Features & Columns

The Limousines prep New Album Play at the Blank Club

San Jose's Limousines don't need a major-label deal when they've got dedicated fans on Kickstarter
Limos FREE AT LAST: The Limousines are producing their new album without interference from a label.

Getting a major-label deal in 2010 with Dangerbird Records seemed like the opportunity of a lifetime for San Jose indie-electronic band the Limousines, but according to lead singer Eric Victorino, it turned out to be a major setback to the momentum they were building as independent artists.

"They disappointed us on every turn," Victorino says. "They did absolutely nothing for us. [After we got signed], I went to Rasputin, and I couldn't find our CD. Before we were signed, it was there, and it was selling well. They dropped the ball in every way possible."

The Limousines' jump from obscurity to a major label was relatively quick. They were able to get the home recording of their synth-pop song "Very Busy People" aired on LIVE-105 before they had even played a show. Several other stations picked up the song as well.

Then, two years ago, the Limousines released the zombie-music video for their song "Internet Killed the Video Star," which went viral. They were soon making enough money from the band that they were able to quit their day jobs. Paradoxically, when they signed to Dangerbird and rereleased their debut album, Get Sharp, suddenly they were broke.

The band members remained quiet about their frustration while still on the label. Once they left, however, and announced plans to begin their next album, Hush, on their own, funded via Kickstarter, they told their fans everything. For starters, Dangerbird still owned Get Sharp for another 13-1/2 years.

As it turned out, their fans were more than eager to help them make Hush a reality. The Limousines' plan this time was to have complete control of the recording, promoting and distribution of the album—and to retain ownership. By the time the Kickstarter campaign was over, they had raised $75,808 to get the job done.

The main reason they were so frustrated with Dangerbird was that their almost exclusive reason for signing with the label in the first place was to ensure physical distribution of their CDs in foreign markets.

"We've always been a do-it-yourself kind of band, but I think after releasing Get Sharp we were convinced we needed help," Victorino says.

Rather than get their CDs into foreign record stores, Dangerbird took their music off of other country's iTunes and Amazon websites, with the vague promise of eventually staging a big international release.

"To me, that's such an antiquated way of looking at things—the Internet is worldwide," Victorino says. "So, if a song's floating around, and some kid in Japan hears it and likes it and wants a copy and goes to his Japanese iTunes, and it's not there, he's going to email a friend and ask for it. People have a two-click patience before they give up and steal it."

Nothing seemed to go right for the Limousines. A month after signing, Dangerbird fired the staff that the band members had met and liked, changed their distribution company and diluted their resources by signing seven other acts.

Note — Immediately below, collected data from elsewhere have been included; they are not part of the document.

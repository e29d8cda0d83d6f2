use std::path::{Path, PathBuf};
use std::time::Duration;

use backer_sync::STATE_FILE;

pub const DAEMON_SOCKET: &str = "backer.sock";

/// How often each group task checks whether any of its pairs is due.
pub const TICK_INTERVAL: Duration = Duration::from_secs(1);

pub fn socket_path(state_dir: &Path) -> PathBuf {
    state_dir.join(DAEMON_SOCKET)
}

pub fn version_state_path(state_dir: &Path) -> PathBuf {
    state_dir.join(STATE_FILE)
}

The worst part of all was that this new staff didn't even understand what the Limousines were all about. The PR person told Victorino that she had the perfect genre name for them for the purpose of marketing to radio stations and magazines: "Bro-lectric," because, as she explained, "it's electronic, and it's not gay."

"It's offensive. I'm the least homophobic person in the world. When I hear the word 'bro-lectric' I think of DJ Pauly D or Jersey Shore shit," Victorino says. This PR rep clearly didn't understand that the Limousines already had a following with alternative-rock crowds who would react in the same way as Victorino to the term "bro-lectric."

Dangerbird's big move was to try to convince radio stations that had already been playing "Very Busy People" months earlier to now put it into heavy rotation. When this tactic didn't yield results, Dangerbird started talking about moving on to the next album. This time, they wanted to be involved in every stage of the project, unlike with Get Sharp.

"That's the worst, when you get people sitting at a desk, and they get an email of a demo and they type, 'I really think the chorus should be more like this.' I didn't want to be involved with that process. I didn't trust them," Victorino avers.

With Kickstarter, they actually raised $20,000 more than Dangerbird had offered them to record the second album—and there was no question of whether they'd have to make compromises with the fan-funded budget.

"I used to think that bands that were already established like Nine Inch Nails or Radiohead are better off without a label. Now I don't know why anyone would sign to one," Victorino concludes. Already Hush is coming together well—and is a noticeably different record than Get Sharp. Victorino likes to describe Get Sharp as an album that is "more about masturbating than sex," whereas Hush will be "more about sex than masturbating." In other words, Get Sharp is a clever, philosophical, poignant album, but it lacks personal expression. Hush on the other hand will be full of vulnerable songs about love, heartache, sex and loss.

"The first Limousines album wasn't cathartic for me. I think it was a reaction to my previous musical stuff. All the Strata [his old band] songs were written in a way that was very emotions first, intellectual last. The Limousines was experimenting by doing something that none of my friends were doing. Everyone was in a four- or five-piece rock band," Victorino says. "The same way that album was a reaction to the Strata stuff, this album is a reaction to the last Limos album. It wasn't emotional, so this one kind of has to be."